Es war ebenfalls die feierliche Liturgie, die, in den letzten Jahren des alten Jahrhunderts,
den jungen Augustin Bea oft nach Beuron zog". Auch wenn er dann - weil er glaubte, nicht
gut genug singen zu können - nicht Beuroner Benediktiner, sondern Jesuit wurde und als
solcher und als Kardinal ins innerste Zentrum der Kirchengeschichte geriet, hat er sich die
Liebe zu dieser Liturgie zeitlebens bewahrt. So konnte er, schon vor dem 2. Vatikanischen
Konzil, bei ihrer Reform eine entscheidende Rolle spielen.

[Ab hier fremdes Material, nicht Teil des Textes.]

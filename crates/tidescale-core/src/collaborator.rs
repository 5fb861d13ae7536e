//! Contracts for the external systems the engine drives.
//!
//! Each trait is object-safe (boxed futures) so the engine can hold
//! `Arc<dyn Trait>` and tests can inject scripted fakes.

use std::future::Future;
use std::pin::Pin;

use crate::error::CollabResult;
use crate::types::{BandwidthLimit, NodeRates, ShardCounts, StoreSize};

/// Boxed, sendable future returned by collaborator calls.
pub type BoxFuture<'a, T> = Pin<Box<dyn Future<Output = T> + Send + 'a>>;

/// Reports current per-node read/write rates.
pub trait MetricsSource: Send + Sync {
    fn node_rates(&self) -> BoxFuture<'_, CollabResult<NodeRates>>;
}

/// Reports per-node shard counts.
pub trait ShardBalanceSource: Send + Sync {
    fn shard_counts(&self) -> BoxFuture<'_, CollabResult<ShardCounts>>;
}

/// Executes replica scale-out and bulk bandwidth-limit changes.
pub trait ClusterController: Send + Sync {
    /// Grow the cluster by `increment` replicas.
    fn scale_out<'a>(
        &'a self,
        namespace: &'a str,
        cluster_name: &'a str,
        increment: u32,
    ) -> BoxFuture<'a, CollabResult<()>>;

    /// Apply `limit` to every node matching `selector_key=selector_value`.
    fn set_bandwidth_limit<'a>(
        &'a self,
        namespace: &'a str,
        selector_key: &'a str,
        selector_value: &'a str,
        limit: &'a BandwidthLimit,
    ) -> BoxFuture<'a, CollabResult<()>>;
}

/// Durable key/value sink for usage telemetry.
pub trait ResourceLedger: Send + Sync {
    fn put<'a>(&'a self, key: &'a str, value: &'a str) -> BoxFuture<'a, CollabResult<()>>;
}

/// Reports used bytes per store, for capacity planning.
pub trait StoreSizeSource: Send + Sync {
    fn store_sizes(&self) -> BoxFuture<'_, CollabResult<Vec<StoreSize>>>;
}
//! Generative model integration.
//!
//! Only one backend is needed: an OpenAI-compatible chat completion endpoint,
//! used for the optional reply tone pass. `LlmProvider` is the seam tests
//! stub out.

mod openai;
pub mod provider;

pub use openai::OpenAiProvider;
pub use provider::*;

use std::sync::Arc;

use tracing::info;

use crate::config::RefinerConfig;
use crate::error::LlmError;

/// Create an LLM provider from configuration.
pub fn create_provider(config: &RefinerConfig) -> Result<Arc<dyn LlmProvider>, LlmError> {
    let provider = OpenAiProvider::new(
        &config.base_url,
        config.api_key.clone(),
        &config.model,
        config.timeout,
    )?;
    info!("Using OpenAI (model: {})", config.model);
    Ok(Arc::new(provider))
}

#[cfg(test)]
mod tests {
    use super::*;

    #[test]
    fn test_create_provider_constructs_without_network() {
        // The key is only checked when a request is made.
        let config = RefinerConfig::new("sk-test");
        let provider = create_provider(&config);
        assert!(provider.is_ok());
        assert_eq!(provider.unwrap().model_name(), "gpt-4o-mini");
    }
}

Jedenfalls ging die Einsicht in sein vielleicht nur vermeintliches Unvermögen auf den tiefen
Eindruck zurück, den der Choralgesang auf die Besucher machte; ihn pflegten die Beuroner
Benediktiner von Anfang an nach dem strengen Vorbild derer von Solesmes. Daß im
Choral »die Welt der heiligen Geheimnisse«12 erklingt, hat der Theologe Romano Guardini
zum ersten Mal vernommen, als er in den ersten Jahren des neuen Jahrhunderts nach Beuron
kam. (Auch Jörgensen13 und Verkade14 hatten dergleichen verspürt, und als Lenz erstmals
nach Beuron kam, wurde er »angelockt durch den gregorianischen Choral«15, in dem er eine
Bestätigung seiner künstlerischen Bestrebungen sah.)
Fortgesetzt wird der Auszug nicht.